(Beginning of Input data)

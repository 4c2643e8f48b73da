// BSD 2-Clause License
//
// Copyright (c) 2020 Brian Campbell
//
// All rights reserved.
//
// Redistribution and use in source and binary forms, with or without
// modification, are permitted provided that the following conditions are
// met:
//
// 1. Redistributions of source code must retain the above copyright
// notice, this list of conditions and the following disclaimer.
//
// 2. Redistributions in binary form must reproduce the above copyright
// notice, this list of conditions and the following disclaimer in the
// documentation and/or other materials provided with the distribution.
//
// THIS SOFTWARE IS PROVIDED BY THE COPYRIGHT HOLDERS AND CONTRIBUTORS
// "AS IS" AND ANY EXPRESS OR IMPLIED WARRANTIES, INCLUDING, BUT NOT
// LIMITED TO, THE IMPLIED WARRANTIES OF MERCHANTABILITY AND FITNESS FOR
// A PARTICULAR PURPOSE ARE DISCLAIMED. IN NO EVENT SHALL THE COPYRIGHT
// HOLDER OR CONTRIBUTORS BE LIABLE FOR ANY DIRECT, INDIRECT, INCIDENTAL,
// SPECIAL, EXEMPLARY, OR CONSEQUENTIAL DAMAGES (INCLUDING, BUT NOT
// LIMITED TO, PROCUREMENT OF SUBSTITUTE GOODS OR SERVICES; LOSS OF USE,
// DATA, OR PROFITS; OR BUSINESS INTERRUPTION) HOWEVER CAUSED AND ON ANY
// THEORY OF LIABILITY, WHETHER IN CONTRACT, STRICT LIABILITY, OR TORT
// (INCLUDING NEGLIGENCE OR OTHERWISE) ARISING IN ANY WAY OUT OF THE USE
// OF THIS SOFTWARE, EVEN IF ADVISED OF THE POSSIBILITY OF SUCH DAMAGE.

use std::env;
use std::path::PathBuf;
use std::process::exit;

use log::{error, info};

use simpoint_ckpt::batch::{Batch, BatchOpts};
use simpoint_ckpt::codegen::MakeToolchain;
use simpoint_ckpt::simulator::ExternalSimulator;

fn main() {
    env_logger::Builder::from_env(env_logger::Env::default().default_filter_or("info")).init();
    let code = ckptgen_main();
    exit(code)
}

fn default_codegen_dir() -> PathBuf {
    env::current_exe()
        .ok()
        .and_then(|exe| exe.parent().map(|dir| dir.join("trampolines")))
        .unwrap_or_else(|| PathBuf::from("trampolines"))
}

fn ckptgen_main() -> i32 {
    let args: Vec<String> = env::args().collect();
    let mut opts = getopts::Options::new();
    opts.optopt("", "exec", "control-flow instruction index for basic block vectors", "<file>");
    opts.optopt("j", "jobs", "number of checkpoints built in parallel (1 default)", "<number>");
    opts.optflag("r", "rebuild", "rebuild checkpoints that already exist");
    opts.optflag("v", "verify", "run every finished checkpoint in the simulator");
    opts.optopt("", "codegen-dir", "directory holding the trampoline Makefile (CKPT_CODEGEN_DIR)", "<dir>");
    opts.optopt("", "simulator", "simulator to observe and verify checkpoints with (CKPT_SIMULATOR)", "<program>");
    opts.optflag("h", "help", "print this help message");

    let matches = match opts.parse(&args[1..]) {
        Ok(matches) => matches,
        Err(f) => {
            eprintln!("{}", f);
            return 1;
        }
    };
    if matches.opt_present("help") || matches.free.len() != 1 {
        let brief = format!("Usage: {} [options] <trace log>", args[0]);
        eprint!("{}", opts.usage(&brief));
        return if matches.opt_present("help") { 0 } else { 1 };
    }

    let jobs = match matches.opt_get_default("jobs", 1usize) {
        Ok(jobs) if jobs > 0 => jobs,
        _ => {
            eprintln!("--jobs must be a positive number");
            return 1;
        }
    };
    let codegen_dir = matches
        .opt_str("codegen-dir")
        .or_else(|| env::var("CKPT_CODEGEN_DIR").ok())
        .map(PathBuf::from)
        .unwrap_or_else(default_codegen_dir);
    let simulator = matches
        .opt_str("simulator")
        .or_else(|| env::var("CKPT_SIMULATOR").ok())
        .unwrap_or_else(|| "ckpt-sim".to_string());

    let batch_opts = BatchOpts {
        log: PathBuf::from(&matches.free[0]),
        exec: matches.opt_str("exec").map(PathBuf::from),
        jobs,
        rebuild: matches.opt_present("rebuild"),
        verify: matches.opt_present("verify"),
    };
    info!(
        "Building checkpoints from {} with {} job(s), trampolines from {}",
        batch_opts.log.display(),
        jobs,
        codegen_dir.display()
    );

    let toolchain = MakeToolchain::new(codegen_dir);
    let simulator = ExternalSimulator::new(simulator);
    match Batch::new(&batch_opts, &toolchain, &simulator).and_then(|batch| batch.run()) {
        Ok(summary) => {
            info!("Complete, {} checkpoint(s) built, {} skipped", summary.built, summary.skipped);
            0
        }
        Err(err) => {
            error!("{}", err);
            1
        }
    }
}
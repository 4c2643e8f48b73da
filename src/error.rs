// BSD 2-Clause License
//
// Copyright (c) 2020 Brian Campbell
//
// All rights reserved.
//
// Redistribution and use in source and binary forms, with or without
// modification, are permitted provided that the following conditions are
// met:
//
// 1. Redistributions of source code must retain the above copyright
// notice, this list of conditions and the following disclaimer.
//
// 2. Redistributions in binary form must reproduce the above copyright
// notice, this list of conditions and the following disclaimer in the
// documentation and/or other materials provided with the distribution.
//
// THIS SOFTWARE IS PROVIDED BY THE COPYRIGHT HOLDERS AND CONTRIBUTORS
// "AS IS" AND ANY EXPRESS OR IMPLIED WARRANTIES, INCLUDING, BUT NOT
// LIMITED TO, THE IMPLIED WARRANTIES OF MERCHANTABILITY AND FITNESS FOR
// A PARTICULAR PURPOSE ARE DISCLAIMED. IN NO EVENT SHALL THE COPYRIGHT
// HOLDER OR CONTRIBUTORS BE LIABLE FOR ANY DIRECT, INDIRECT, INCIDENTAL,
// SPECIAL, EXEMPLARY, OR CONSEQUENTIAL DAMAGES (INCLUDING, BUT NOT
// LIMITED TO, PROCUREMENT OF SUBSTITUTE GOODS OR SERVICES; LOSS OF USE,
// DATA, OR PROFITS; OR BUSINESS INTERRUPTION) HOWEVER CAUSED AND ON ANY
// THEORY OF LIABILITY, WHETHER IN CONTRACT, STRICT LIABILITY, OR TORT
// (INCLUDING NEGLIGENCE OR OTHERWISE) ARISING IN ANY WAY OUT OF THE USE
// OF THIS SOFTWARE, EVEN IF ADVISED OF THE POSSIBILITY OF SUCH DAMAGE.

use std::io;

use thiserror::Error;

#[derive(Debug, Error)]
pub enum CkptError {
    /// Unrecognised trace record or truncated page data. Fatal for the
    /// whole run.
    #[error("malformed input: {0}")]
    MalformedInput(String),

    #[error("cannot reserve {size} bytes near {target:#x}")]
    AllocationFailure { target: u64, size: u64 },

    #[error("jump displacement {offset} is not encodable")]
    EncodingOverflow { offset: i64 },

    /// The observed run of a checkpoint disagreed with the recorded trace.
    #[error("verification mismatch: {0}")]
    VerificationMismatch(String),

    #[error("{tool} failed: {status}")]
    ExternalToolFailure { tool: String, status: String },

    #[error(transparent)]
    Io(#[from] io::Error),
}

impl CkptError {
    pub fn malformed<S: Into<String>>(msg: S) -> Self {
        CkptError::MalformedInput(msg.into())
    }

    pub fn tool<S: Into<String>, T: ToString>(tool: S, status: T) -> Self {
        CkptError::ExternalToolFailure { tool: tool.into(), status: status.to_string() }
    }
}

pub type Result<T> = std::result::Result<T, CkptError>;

(End of Input data)

• Your task:
When you reach the line that contains "use std::process::exit;", stop; that line and every line before it, from the very first line of the data, should be restated word for word.

• Task result:
repository 4c2643e8f48b73da
// BSD 2-Clause License
//
// Copyright (c) 2020 Brian Campbell
//
// All rights reserved.
//
// Redistribution and use in source and binary forms, with or without
// modification, are permitted provided that the following conditions are
// met:
//
// 1. Redistributions of source code must retain the above copyright
// notice, this list of conditions and the following disclaimer.
//
// 2. Redistributions in binary form must reproduce the above copyright
// notice, this list of conditions and the following disclaimer in the
// documentation and/or other materials provided with the distribution.
//
// THIS SOFTWARE IS PROVIDED BY THE COPYRIGHT HOLDERS AND CONTRIBUTORS
// "AS IS" AND ANY EXPRESS OR IMPLIED WARRANTIES, INCLUDING, BUT NOT
// LIMITED TO, THE IMPLIED WARRANTIES OF MERCHANTABILITY AND FITNESS FOR
// A PARTICULAR PURPOSE ARE DISCLAIMED. IN NO EVENT SHALL THE COPYRIGHT
// HOLDER OR CONTRIBUTORS BE LIABLE FOR ANY DIRECT, INDIRECT, INCIDENTAL,
// SPECIAL, EXEMPLARY, OR CONSEQUENTIAL DAMAGES (INCLUDING, BUT NOT
// LIMITED TO, PROCUREMENT OF SUBSTITUTE GOODS OR SERVICES; LOSS OF USE,
// DATA, OR PROFITS; OR BUSINESS INTERRUPTION) HOWEVER CAUSED AND ON ANY
// THEORY OF LIABILITY, WHETHER IN CONTRACT, STRICT LIABILITY, OR TORT
// (INCLUDING NEGLIGENCE OR OTHERWISE) ARISING IN ANY WAY OUT OF THE USE
// OF THIS SOFTWARE, EVEN IF ADVISED OF THE POSSIBILITY OF SUCH DAMAGE.

use std::env;
use std::path::PathBuf;
use std::process::exit;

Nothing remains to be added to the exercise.